Information supplied:
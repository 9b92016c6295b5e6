//! Venue repository

use anyhow::{Context, Result};
use sqlx::SqlitePool;
use uuid::Uuid;

use super::{parse_id, parse_id_opt};
use crate::models::{Venue, VenueOption, VenueRequest, VenueSummary};
use crate::utils::time::{db_now, parse_db_timestamp};

#[derive(Debug, sqlx::FromRow)]
struct VenueRow {
    id: String,
    name: String,
    address: String,
    capacity: i64,
    contact_email: Option<String>,
    responsible_individual_id: Option<String>,
    created_at: String,
    updated_at: String,
}

#[derive(Debug, sqlx::FromRow)]
struct VenueSummaryRow {
    id: String,
    name: String,
    address: String,
    capacity: i64,
    contact_email: Option<String>,
    responsible_person: Option<String>,
    photo_count: i64,
    reservation_count: i64,
}

const VENUE_COLUMNS: &str =
    "id, name, address, capacity, contact_email, responsible_individual_id, created_at, updated_at";

pub struct VenueRepository<'a> {
    pool: &'a SqlitePool,
}

impl<'a> VenueRepository<'a> {
    pub fn new(pool: &'a SqlitePool) -> Self {
        Self { pool }
    }

    pub async fn list(&self) -> Result<Vec<Venue>> {
        let rows = sqlx::query_as::<_, VenueRow>(&format!(
            "SELECT {VENUE_COLUMNS} FROM venues ORDER BY name"
        ))
        .fetch_all(self.pool)
        .await
        .context("Failed to list venues")?;

        Ok(rows.into_iter().map(row_to_venue).collect())
    }

    pub async fn get_by_id(&self, id: Uuid) -> Result<Option<Venue>> {
        let row = sqlx::query_as::<_, VenueRow>(&format!(
            "SELECT {VENUE_COLUMNS} FROM venues WHERE id = ?"
        ))
        .bind(id.to_string())
        .fetch_optional(self.pool)
        .await
        .context("Failed to get venue")?;

        Ok(row.map(row_to_venue))
    }

    /// Dashboard listing with the responsible person's name and usage counts
    pub async fn list_summaries(&self) -> Result<Vec<VenueSummary>> {
        let rows = sqlx::query_as::<_, VenueSummaryRow>(
            r#"
            SELECT v.id, v.name, v.address, v.capacity, v.contact_email,
                   CASE WHEN i.id IS NULL THEN NULL
                        ELSE i.name_first || ' ' || i.name_last END AS responsible_person,
                   (SELECT COUNT(*) FROM venue_photos p WHERE p.venue_id = v.id) AS photo_count,
                   (SELECT COUNT(*) FROM reservations r WHERE r.venue_id = v.id) AS reservation_count
            FROM venues v
            LEFT JOIN individuals i ON i.id = v.responsible_individual_id
            ORDER BY v.name
            "#,
        )
        .fetch_all(self.pool)
        .await
        .context("Failed to list venue summaries")?;

        Ok(rows
            .into_iter()
            .map(|row| VenueSummary {
                id: parse_id(&row.id),
                name: row.name,
                address: row.address,
                capacity: row.capacity,
                contact_email: row.contact_email,
                responsible_person: row.responsible_person,
                photo_count: row.photo_count,
                reservation_count: row.reservation_count,
            })
            .collect())
    }

    /// Compact list for public pickers
    pub async fn list_options(&self) -> Result<Vec<VenueOption>> {
        let rows: Vec<(String, String, i64)> =
            sqlx::query_as("SELECT id, name, capacity FROM venues ORDER BY name")
                .fetch_all(self.pool)
                .await
                .context("Failed to list venue options")?;

        Ok(rows
            .into_iter()
            .map(|(id, name, capacity)| VenueOption {
                id: parse_id(&id),
                name,
                capacity,
            })
            .collect())
    }

    pub async fn create(&self, req: &VenueRequest) -> Result<Venue> {
        let id = Uuid::new_v4();
        let now = db_now();

        sqlx::query(
            r#"
            INSERT INTO venues (id, name, address, capacity, contact_email,
                responsible_individual_id, created_at, updated_at)
            VALUES (?, ?, ?, ?, ?, ?, ?, ?)
            "#,
        )
        .bind(id.to_string())
        .bind(&req.name)
        .bind(&req.address)
        .bind(req.capacity)
        .bind(&req.contact_email)
        .bind(req.responsible_individual_id.map(|id| id.to_string()))
        .bind(&now)
        .bind(&now)
        .execute(self.pool)
        .await
        .context("Failed to create venue")?;

        self.get_by_id(id)
            .await?
            .context("Failed to retrieve created venue")
    }

    pub async fn update(&self, id: Uuid, req: &VenueRequest) -> Result<Option<Venue>> {
        let result = sqlx::query(
            r#"
            UPDATE venues
            SET name = ?, address = ?, capacity = ?, contact_email = ?,
                responsible_individual_id = ?, updated_at = ?
            WHERE id = ?
            "#,
        )
        .bind(&req.name)
        .bind(&req.address)
        .bind(req.capacity)
        .bind(&req.contact_email)
        .bind(req.responsible_individual_id.map(|id| id.to_string()))
        .bind(db_now())
        .bind(id.to_string())
        .execute(self.pool)
        .await
        .context("Failed to update venue")?;

        if result.rows_affected() == 0 {
            return Ok(None);
        }
        self.get_by_id(id).await
    }

    pub async fn delete(&self, id: Uuid) -> Result<bool> {
        let result = sqlx::query("DELETE FROM venues WHERE id = ?")
            .bind(id.to_string())
            .execute(self.pool)
            .await
            .context("Failed to delete venue")?;

        Ok(result.rows_affected() > 0)
    }

    pub async fn name_of(&self, id: Uuid) -> Result<Option<String>> {
        let row: Option<(String,)> = sqlx::query_as("SELECT name FROM venues WHERE id = ?")
            .bind(id.to_string())
            .fetch_optional(self.pool)
            .await
            .context("Failed to get venue name")?;
        Ok(row.map(|(name,)| name))
    }
}

fn row_to_venue(row: VenueRow) -> Venue {
    Venue {
        id: parse_id(&row.id),
        name: row.name,
        address: row.address,
        capacity: row.capacity,
        contact_email: row.contact_email,
        responsible_individual_id: parse_id_opt(row.responsible_individual_id.as_deref()),
        created_at: parse_db_timestamp(&row.created_at),
        updated_at: parse_db_timestamp(&row.updated_at),
    }
}
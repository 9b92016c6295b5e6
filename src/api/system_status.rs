//! Host and database status for the ops dashboard (staff only)

use axum::{extract::State, routing::get, Router};

use crate::{
    models::{PlatformInfo, SystemStatus},
    utils::Json,
    AppState,
};

pub fn routes() -> Router<AppState> {
    Router::new()
        .route("/system_status/api/", get(get_status))
        .route("/system_status/api/info/", get(get_platform_info))
}

/// GET /system_status/api/
///
/// Metrics that cannot be read are reported as `"N/A"`.
async fn get_status(State(state): State<AppState>) -> Json<SystemStatus> {
    Json(state.system_monitor.status(&state.db).await)
}

/// GET /system_status/api/info/
async fn get_platform_info(State(state): State<AppState>) -> Json<PlatformInfo> {
    Json(state.system_monitor.platform_info())
}
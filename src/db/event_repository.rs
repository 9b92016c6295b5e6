//! Event class, event and registration repositories

use anyhow::{Context, Result};
use chrono::{DateTime, Utc};
use sqlx::SqlitePool;
use uuid::Uuid;

use super::{parse_id, parse_id_opt};
use crate::models::{
    Event, EventClass, EventClassRequest, EventRegistration, EventRequest, EventStatus,
    EventSummary, MyEventEntry,
};
use crate::utils::time::{db_now, format_db_timestamp, parse_db_timestamp, parse_db_timestamp_opt};

#[derive(Debug, sqlx::FromRow)]
struct EventClassRow {
    id: String,
    name: String,
    description: String,
    is_active: bool,
    created_at: String,
    updated_at: String,
}

pub struct EventClassRepository<'a> {
    pool: &'a SqlitePool,
}

impl<'a> EventClassRepository<'a> {
    pub fn new(pool: &'a SqlitePool) -> Self {
        Self { pool }
    }

    pub async fn list(&self, active_only: bool) -> Result<Vec<EventClass>> {
        let rows = sqlx::query_as::<_, EventClassRow>(
            r#"
            SELECT id, name, description, is_active, created_at, updated_at
            FROM event_classes
            WHERE (? = 0 OR is_active = 1)
            ORDER BY name
            "#,
        )
        .bind(active_only)
        .fetch_all(self.pool)
        .await
        .context("Failed to list event classes")?;

        Ok(rows.into_iter().map(row_to_class).collect())
    }

    pub async fn get_by_id(&self, id: Uuid) -> Result<Option<EventClass>> {
        let row = sqlx::query_as::<_, EventClassRow>(
            r#"
            SELECT id, name, description, is_active, created_at, updated_at
            FROM event_classes
            WHERE id = ?
            "#,
        )
        .bind(id.to_string())
        .fetch_optional(self.pool)
        .await
        .context("Failed to get event class")?;

        Ok(row.map(row_to_class))
    }

    /// Resolve by id, falling back to a case-insensitive name match
    pub async fn resolve(&self, ident: &str) -> Result<Option<EventClass>> {
        let ident = ident.trim();
        if let Ok(id) = Uuid::parse_str(ident) {
            if let Some(class) = self.get_by_id(id).await? {
                return Ok(Some(class));
            }
        }

        let row = sqlx::query_as::<_, EventClassRow>(
            r#"
            SELECT id, name, description, is_active, created_at, updated_at
            FROM event_classes
            WHERE lower(name) = lower(?)
            ORDER BY is_active DESC, created_at
            LIMIT 1
            "#,
        )
        .bind(ident)
        .fetch_optional(self.pool)
        .await
        .context("Failed to resolve event class")?;

        Ok(row.map(row_to_class))
    }

    pub async fn create(&self, req: &EventClassRequest) -> Result<EventClass> {
        let id = Uuid::new_v4();
        let now = db_now();

        sqlx::query(
            r#"
            INSERT INTO event_classes (id, name, description, is_active, created_at, updated_at)
            VALUES (?, ?, ?, ?, ?, ?)
            "#,
        )
        .bind(id.to_string())
        .bind(&req.name)
        .bind(&req.description)
        .bind(req.is_active)
        .bind(&now)
        .bind(&now)
        .execute(self.pool)
        .await
        .context("Failed to create event class")?;

        self.get_by_id(id)
            .await?
            .context("Failed to retrieve created event class")
    }

    pub async fn update(&self, id: Uuid, req: &EventClassRequest) -> Result<Option<EventClass>> {
        let result = sqlx::query(
            r#"
            UPDATE event_classes
            SET name = ?, description = ?, is_active = ?, updated_at = ?
            WHERE id = ?
            "#,
        )
        .bind(&req.name)
        .bind(&req.description)
        .bind(req.is_active)
        .bind(db_now())
        .bind(id.to_string())
        .execute(self.pool)
        .await
        .context("Failed to update event class")?;

        if result.rows_affected() == 0 {
            return Ok(None);
        }
        self.get_by_id(id).await
    }

    pub async fn delete(&self, id: Uuid) -> Result<bool> {
        let result = sqlx::query("DELETE FROM event_classes WHERE id = ?")
            .bind(id.to_string())
            .execute(self.pool)
            .await
            .context("Failed to delete event class")?;

        Ok(result.rows_affected() > 0)
    }
}
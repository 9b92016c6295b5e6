//! Event classes, events and registrations

use std::fmt;
use std::str::FromStr;

use chrono::{DateTime, Utc};
use serde::{Deserialize, Serialize};
use uuid::Uuid;
use validator::Validate;

use super::Photo;

/// Classification applied to events ("Workshop", "Gala", ...)
#[derive(Debug, Clone, Serialize, Deserialize)]
pub struct EventClass {
    pub id: Uuid,
    pub name: String,
    pub description: String,
    pub is_active: bool,
    pub created_at: DateTime<Utc>,
    pub updated_at: DateTime<Utc>,
}

#[derive(Debug, Clone, Serialize, Deserialize)]
pub struct EventClassDetail {
    #[serde(flatten)]
    pub event_class: EventClass,
    pub photos: Vec<Photo>,
}

#[derive(Debug, Clone, Serialize, Deserialize, Validate)]
pub struct EventClassRequest {
    #[validate(length(min = 1, max = 100))]
    pub name: String,
    #[serde(default)]
    pub description: String,
    #[serde(default = "default_true")]
    pub is_active: bool,
}

fn default_true() -> bool {
    true
}

/// Event approval status
#[derive(Debug, Clone, Copy, PartialEq, Eq, Serialize, Deserialize, Default)]
#[serde(rename_all = "lowercase")]
pub enum EventStatus {
    #[default]
    Pending,
    Approved,
    Canceled,
}

impl EventStatus {
    pub fn as_str(&self) -> &'static str {
        match self {
            EventStatus::Pending => "pending",
            EventStatus::Approved => "approved",
            EventStatus::Canceled => "canceled",
        }
    }
}

impl fmt::Display for EventStatus {
    fn fmt(&self, f: &mut fmt::Formatter<'_>) -> fmt::Result {
        f.write_str(self.as_str())
    }
}

impl FromStr for EventStatus {
    type Err = String;

    fn from_str(s: &str) -> Result<Self, Self::Err> {
        match s {
            "pending" => Ok(EventStatus::Pending),
            "approved" => Ok(EventStatus::Approved),
            "canceled" => Ok(EventStatus::Canceled),
            other => Err(format!("Invalid event status: {}", other)),
        }
    }
}

/// Coarse audience label mapped to a participant range
#[derive(Debug, Clone, Copy, PartialEq, Eq)]
pub enum CrowdSize {
    Intimate,
    Small,
    Medium,
    Large,
    XLarge,
    Massive,
    Unknown,
}

impl CrowdSize {
    /// Resolve a label; anything unrecognised is [`CrowdSize::Unknown`]
    pub fn from_label(label: &str) -> Self {
        match label.trim().to_ascii_lowercase().as_str() {
            "intimate" => CrowdSize::Intimate,
            "small" => CrowdSize::Small,
            "medium" => CrowdSize::Medium,
            "large" => CrowdSize::Large,
            "xlarge" => CrowdSize::XLarge,
            "massive" => CrowdSize::Massive,
            _ => CrowdSize::Unknown,
        }
    }

    /// Inclusive `(min, max)` participant bounds
    pub fn bounds(self) -> (i64, i64) {
        match self {
            CrowdSize::Intimate => (1, 10),
            CrowdSize::Small => (11, 20),
            CrowdSize::Medium => (21, 30),
            CrowdSize::Large => (31, 60),
            CrowdSize::XLarge => (61, 120),
            CrowdSize::Massive => (121, 500),
            CrowdSize::Unknown => (1, 1),
        }
    }
}

/// An internal event users can register for
#[derive(Debug, Clone, Serialize, Deserialize)]
pub struct Event {
    pub id: Uuid,
    pub title: String,
    pub description: String,
    pub date: DateTime<Utc>,
    pub venue_id: Option<Uuid>,
    pub event_class_id: Option<Uuid>,
    pub location: String,
    pub organizer_id: Option<Uuid>,
    pub min_participants: Option<i64>,
    /// `None` means unlimited
    pub max_participants: Option<i64>,
    pub registration_deadline: Option<DateTime<Utc>>,
    pub is_active: bool,
    pub special_requests: String,
    pub status: EventStatus,
    pub created_at: DateTime<Utc>,
    pub updated_at: DateTime<Utc>,
}

impl Event {
    pub fn is_upcoming(&self, now: DateTime<Utc>) -> bool {
        self.date > now
    }

    /// Whether self-registration is open at `now`
    pub fn can_register(&self, now: DateTime<Utc>) -> bool {
        if !self.is_active || self.status != EventStatus::Approved {
            return false;
        }
        if let Some(deadline) = self.registration_deadline {
            if deadline < now {
                return false;
            }
        }
        self.is_upcoming(now)
    }
}

/// Staff form payload for creating or replacing an event
#[derive(Debug, Clone, Serialize, Deserialize, Validate)]
pub struct EventRequest {
    #[validate(length(min = 1, max = 200))]
    pub title: String,
    #[serde(default)]
    pub description: String,
    pub date: DateTime<Utc>,
    #[serde(default)]
    pub venue_id: Option<Uuid>,
    #[serde(default)]
    pub event_class_id: Option<Uuid>,
    #[serde(default)]
    #[validate(length(max = 300))]
    pub location: String,
    #[serde(default)]
    #[validate(range(min = 0))]
    pub min_participants: Option<i64>,
    #[serde(default)]
    #[validate(range(min = 1))]
    pub max_participants: Option<i64>,
    #[serde(default)]
    pub registration_deadline: Option<DateTime<Utc>>,
    #[serde(default = "default_true")]
    pub is_active: bool,
    #[serde(default)]
    pub special_requests: String,
    #[serde(default)]
    pub status: EventStatus,
}

impl EventRequest {
    pub fn check_bounds(&self) -> Result<(), String> {
        match (self.min_participants, self.max_participants) {
            (Some(min), Some(max)) if min > max => Err(
                "Minimum participants cannot exceed maximum participants".to_string(),
            ),
            _ => Ok(()),
        }
    }
}

/// JSON API payload; field names follow the public booking widget
#[derive(Debug, Clone, Serialize, Deserialize)]
#[serde(rename_all = "camelCase")]
pub struct CreateEventApiRequest {
    #[serde(default)]
    pub title: Option<String>,
    #[serde(default)]
    pub event_type: Option<String>,
    #[serde(default)]
    pub datetime_start: Option<String>,
    #[serde(default)]
    pub area: Option<String>,
    #[serde(default)]
    pub crowd_size: Option<String>,
    #[serde(default)]
    pub special_requests: Option<String>,
}

/// Public listing row
#[derive(Debug, Clone, Serialize, Deserialize)]
pub struct EventSummary {
    pub id: Uuid,
    pub title: String,
    pub description: String,
    pub date: DateTime<Utc>,
    pub location: String,
    pub venue_name: Option<String>,
    pub event_class_name: Option<String>,
    pub max_participants: Option<i64>,
    pub registration_count: i64,
    pub status: EventStatus,
    pub is_active: bool,
    pub created_at: DateTime<Utc>,
}

/// Public detail view, personalised for the caller when known
#[derive(Debug, Clone, Serialize, Deserialize)]
pub struct EventDetail {
    #[serde(flatten)]
    pub event: Event,
    pub venue_name: Option<String>,
    pub event_class_name: Option<String>,
    pub registration_count: i64,
    pub spots_remaining: Option<i64>,
    pub can_register: bool,
    pub user_registered: bool,
}

#[derive(Debug, Clone, Serialize, Deserialize)]
pub struct EventRegistration {
    pub id: Uuid,
    pub event_id: Uuid,
    pub user_id: Uuid,
    pub notes: String,
    pub registered_at: DateTime<Utc>,
}

#[derive(Debug, Clone, Default, Deserialize)]
pub struct RegisterRequest {
    #[serde(default)]
    pub notes: String,
}

/// A caller's registration joined with its event
#[derive(Debug, Clone, Serialize, Deserialize)]
pub struct MyEventEntry {
    pub registration_id: Uuid,
    pub event_id: Uuid,
    pub title: String,
    pub date: DateTime<Utc>,
    pub location: String,
    pub status: EventStatus,
    pub notes: String,
    pub registered_at: DateTime<Utc>,
}

#[derive(Debug, Clone, Deserialize)]
pub struct EventStatusUpdate {
    pub event_id: Option<Uuid>,
    pub status: Option<String>,
}
//! Shared scenario state

mod world;

pub use world::TestWorld;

Task description:
Copy each line of the listing that carries the word "Intimate".

Reply to the task:
    Intimate,
            "intimate" => CrowdSize::Intimate,
            CrowdSize::Intimate => (1, 10),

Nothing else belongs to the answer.